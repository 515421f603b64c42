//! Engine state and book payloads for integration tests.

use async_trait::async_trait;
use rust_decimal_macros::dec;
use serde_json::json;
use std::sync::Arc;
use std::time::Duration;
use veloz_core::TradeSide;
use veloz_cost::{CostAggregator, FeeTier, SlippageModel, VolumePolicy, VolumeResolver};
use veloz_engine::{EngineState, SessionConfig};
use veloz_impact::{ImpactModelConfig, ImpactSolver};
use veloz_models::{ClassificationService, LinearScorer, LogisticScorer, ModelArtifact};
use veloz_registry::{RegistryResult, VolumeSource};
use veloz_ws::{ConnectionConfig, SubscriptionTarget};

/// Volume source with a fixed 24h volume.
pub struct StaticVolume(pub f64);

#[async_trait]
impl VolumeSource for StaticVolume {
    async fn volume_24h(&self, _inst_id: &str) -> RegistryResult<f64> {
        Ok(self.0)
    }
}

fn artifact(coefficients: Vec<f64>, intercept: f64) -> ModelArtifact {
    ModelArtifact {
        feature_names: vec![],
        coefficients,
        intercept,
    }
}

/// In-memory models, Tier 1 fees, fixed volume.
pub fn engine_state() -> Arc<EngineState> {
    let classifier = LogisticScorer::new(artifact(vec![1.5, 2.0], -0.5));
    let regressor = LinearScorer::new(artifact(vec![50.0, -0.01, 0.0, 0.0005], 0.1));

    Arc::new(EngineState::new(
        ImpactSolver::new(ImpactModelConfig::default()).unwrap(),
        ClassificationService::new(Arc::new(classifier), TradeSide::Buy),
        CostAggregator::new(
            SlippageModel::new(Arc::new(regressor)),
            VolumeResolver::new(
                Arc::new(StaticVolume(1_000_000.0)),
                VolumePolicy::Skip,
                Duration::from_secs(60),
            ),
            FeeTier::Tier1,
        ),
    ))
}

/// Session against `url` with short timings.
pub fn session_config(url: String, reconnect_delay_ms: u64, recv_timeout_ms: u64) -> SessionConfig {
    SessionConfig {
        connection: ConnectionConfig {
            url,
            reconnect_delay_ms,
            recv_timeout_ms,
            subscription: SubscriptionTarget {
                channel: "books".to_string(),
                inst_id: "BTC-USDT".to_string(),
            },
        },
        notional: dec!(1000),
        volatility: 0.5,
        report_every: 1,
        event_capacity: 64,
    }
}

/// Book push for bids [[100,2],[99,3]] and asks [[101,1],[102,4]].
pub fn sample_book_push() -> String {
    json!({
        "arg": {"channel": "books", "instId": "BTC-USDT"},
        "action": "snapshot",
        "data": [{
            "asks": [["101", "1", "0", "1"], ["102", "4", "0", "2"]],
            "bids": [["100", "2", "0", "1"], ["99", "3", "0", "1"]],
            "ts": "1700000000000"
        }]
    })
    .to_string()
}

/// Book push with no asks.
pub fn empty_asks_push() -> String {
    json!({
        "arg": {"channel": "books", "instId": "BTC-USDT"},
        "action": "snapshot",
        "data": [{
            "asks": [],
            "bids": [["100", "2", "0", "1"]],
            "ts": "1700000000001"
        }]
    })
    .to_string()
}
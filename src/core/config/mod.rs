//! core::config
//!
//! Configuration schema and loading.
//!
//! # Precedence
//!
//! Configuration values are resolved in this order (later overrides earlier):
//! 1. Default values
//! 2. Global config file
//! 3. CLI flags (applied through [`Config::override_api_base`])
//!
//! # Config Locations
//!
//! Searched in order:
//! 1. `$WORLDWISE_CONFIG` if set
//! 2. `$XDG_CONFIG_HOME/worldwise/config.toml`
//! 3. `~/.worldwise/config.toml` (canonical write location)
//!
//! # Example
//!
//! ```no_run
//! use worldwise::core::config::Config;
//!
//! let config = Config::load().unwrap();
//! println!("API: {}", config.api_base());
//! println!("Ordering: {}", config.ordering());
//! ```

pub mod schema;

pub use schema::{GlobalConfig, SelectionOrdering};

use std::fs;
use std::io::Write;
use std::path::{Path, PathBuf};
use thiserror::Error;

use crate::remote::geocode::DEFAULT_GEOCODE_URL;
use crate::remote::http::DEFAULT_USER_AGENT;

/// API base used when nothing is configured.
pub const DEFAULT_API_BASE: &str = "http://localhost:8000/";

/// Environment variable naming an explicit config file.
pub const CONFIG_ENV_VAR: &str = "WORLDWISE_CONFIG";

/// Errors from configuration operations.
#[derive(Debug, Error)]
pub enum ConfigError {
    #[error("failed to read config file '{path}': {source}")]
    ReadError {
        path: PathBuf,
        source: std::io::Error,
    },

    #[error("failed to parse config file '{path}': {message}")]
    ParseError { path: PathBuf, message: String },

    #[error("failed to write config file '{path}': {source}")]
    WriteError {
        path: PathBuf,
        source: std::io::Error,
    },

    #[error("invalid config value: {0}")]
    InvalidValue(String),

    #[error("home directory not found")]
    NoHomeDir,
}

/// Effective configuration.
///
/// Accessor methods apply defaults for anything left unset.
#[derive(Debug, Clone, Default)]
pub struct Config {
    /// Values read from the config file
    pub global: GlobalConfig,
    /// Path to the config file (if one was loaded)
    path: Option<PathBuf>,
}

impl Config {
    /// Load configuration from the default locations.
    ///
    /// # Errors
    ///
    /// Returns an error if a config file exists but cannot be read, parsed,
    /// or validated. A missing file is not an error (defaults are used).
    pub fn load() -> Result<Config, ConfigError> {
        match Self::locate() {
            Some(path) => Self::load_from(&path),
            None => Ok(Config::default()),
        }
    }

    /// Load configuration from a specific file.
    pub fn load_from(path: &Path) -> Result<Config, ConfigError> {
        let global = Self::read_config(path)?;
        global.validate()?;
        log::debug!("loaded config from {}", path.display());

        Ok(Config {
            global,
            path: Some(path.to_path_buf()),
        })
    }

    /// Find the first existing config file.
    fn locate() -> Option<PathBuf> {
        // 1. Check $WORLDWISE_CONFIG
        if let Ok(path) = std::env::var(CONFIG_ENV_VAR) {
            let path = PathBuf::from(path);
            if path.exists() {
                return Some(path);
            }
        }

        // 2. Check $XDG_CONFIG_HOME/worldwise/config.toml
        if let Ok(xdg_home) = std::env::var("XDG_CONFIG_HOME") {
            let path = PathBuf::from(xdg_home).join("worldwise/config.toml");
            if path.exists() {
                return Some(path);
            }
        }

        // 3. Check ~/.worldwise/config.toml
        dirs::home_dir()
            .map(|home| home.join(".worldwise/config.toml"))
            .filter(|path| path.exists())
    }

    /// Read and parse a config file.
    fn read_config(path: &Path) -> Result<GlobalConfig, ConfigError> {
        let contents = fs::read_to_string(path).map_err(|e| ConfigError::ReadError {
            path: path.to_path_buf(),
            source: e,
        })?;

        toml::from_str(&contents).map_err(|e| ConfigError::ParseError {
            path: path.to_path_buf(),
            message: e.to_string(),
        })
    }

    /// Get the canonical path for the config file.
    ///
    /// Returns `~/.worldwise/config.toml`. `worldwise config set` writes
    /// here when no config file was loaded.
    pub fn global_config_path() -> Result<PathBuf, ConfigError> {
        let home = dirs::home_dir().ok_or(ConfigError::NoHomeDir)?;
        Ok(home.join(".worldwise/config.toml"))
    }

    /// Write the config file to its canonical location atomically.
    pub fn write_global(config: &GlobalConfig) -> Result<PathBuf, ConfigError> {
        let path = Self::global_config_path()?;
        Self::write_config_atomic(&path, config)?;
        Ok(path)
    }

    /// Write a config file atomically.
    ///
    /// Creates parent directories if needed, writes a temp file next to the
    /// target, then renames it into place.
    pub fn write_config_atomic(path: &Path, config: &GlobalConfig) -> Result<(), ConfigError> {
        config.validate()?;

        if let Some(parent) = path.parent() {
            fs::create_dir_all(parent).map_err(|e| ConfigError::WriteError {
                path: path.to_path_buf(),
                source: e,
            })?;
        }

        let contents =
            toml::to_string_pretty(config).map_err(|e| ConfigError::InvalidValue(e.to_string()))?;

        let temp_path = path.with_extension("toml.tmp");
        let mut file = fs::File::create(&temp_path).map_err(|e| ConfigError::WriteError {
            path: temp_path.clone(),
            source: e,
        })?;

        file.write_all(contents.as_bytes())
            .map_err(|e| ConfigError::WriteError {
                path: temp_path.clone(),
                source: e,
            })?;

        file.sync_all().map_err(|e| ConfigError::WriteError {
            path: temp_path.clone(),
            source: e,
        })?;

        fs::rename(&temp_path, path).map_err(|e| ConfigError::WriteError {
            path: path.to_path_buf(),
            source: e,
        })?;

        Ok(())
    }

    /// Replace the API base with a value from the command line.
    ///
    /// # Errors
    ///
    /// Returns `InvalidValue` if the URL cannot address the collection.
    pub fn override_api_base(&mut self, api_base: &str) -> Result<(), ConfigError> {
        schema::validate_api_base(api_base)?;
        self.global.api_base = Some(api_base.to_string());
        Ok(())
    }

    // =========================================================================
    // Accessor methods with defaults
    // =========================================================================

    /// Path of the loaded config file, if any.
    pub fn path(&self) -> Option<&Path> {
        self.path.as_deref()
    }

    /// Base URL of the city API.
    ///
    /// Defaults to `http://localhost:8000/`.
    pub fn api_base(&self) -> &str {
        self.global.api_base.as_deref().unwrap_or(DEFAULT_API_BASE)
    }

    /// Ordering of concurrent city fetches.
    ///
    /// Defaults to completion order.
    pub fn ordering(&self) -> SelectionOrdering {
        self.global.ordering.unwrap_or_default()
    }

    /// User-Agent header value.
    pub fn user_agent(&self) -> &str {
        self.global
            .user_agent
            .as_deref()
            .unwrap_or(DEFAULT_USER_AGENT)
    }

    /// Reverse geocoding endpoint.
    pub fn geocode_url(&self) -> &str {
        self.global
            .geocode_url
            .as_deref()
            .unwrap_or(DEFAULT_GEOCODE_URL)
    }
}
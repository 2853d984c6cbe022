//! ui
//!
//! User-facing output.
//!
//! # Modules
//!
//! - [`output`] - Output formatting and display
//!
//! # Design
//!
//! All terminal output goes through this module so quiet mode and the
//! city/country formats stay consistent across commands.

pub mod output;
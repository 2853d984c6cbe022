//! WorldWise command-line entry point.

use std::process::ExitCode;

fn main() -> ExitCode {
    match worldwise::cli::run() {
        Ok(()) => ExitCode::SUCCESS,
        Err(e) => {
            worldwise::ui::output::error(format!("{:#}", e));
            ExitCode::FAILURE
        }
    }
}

EXERCISE DESCRIPTION –
Retype, exactly as written, each line from the one that has "self.path.as_deref()" to the bottom of the entries above, and include both of those lines.

THE COMPLETED TASK –
        self.path.as_deref()
    }

    /// Base URL of the city API.
    ///
    /// Defaults to `http://localhost:8000/`.
    pub fn api_base(&self) -> &str {
        self.global.api_base.as_deref().unwrap_or(DEFAULT_API_BASE)
    }

    /// Ordering of concurrent city fetches.
    ///
    /// Defaults to completion order.
    pub fn ordering(&self) -> SelectionOrdering {
        self.global.ordering.unwrap_or_default()
    }

    /// User-Agent header value.
    pub fn user_agent(&self) -> &str {
        self.global
            .user_agent
            .as_deref()
            .unwrap_or(DEFAULT_USER_AGENT)
    }

    /// Reverse geocoding endpoint.
    pub fn geocode_url(&self) -> &str {
        self.global
            .geocode_url
            .as_deref()
            .unwrap_or(DEFAULT_GEOCODE_URL)
    }
}
repository 2853d984c6cbe022
//! ui
//!
//! User-facing output.
//!
//! # Modules
//!
//! - [`output`] - Output formatting and display
//!
//! # Design
//!
//! All terminal output goes through this module so quiet mode and the
//! city/country formats stay consistent across commands.

pub mod output;
repository 2853d984c6cbe022
//! WorldWise command-line entry point.

use std::process::ExitCode;

fn main() -> ExitCode {
    match worldwise::cli::run() {
        Ok(()) => ExitCode::SUCCESS,
        Err(e) => {
            worldwise::ui::output::error(format!("{:#}", e));
            ExitCode::FAILURE
        }
    }
}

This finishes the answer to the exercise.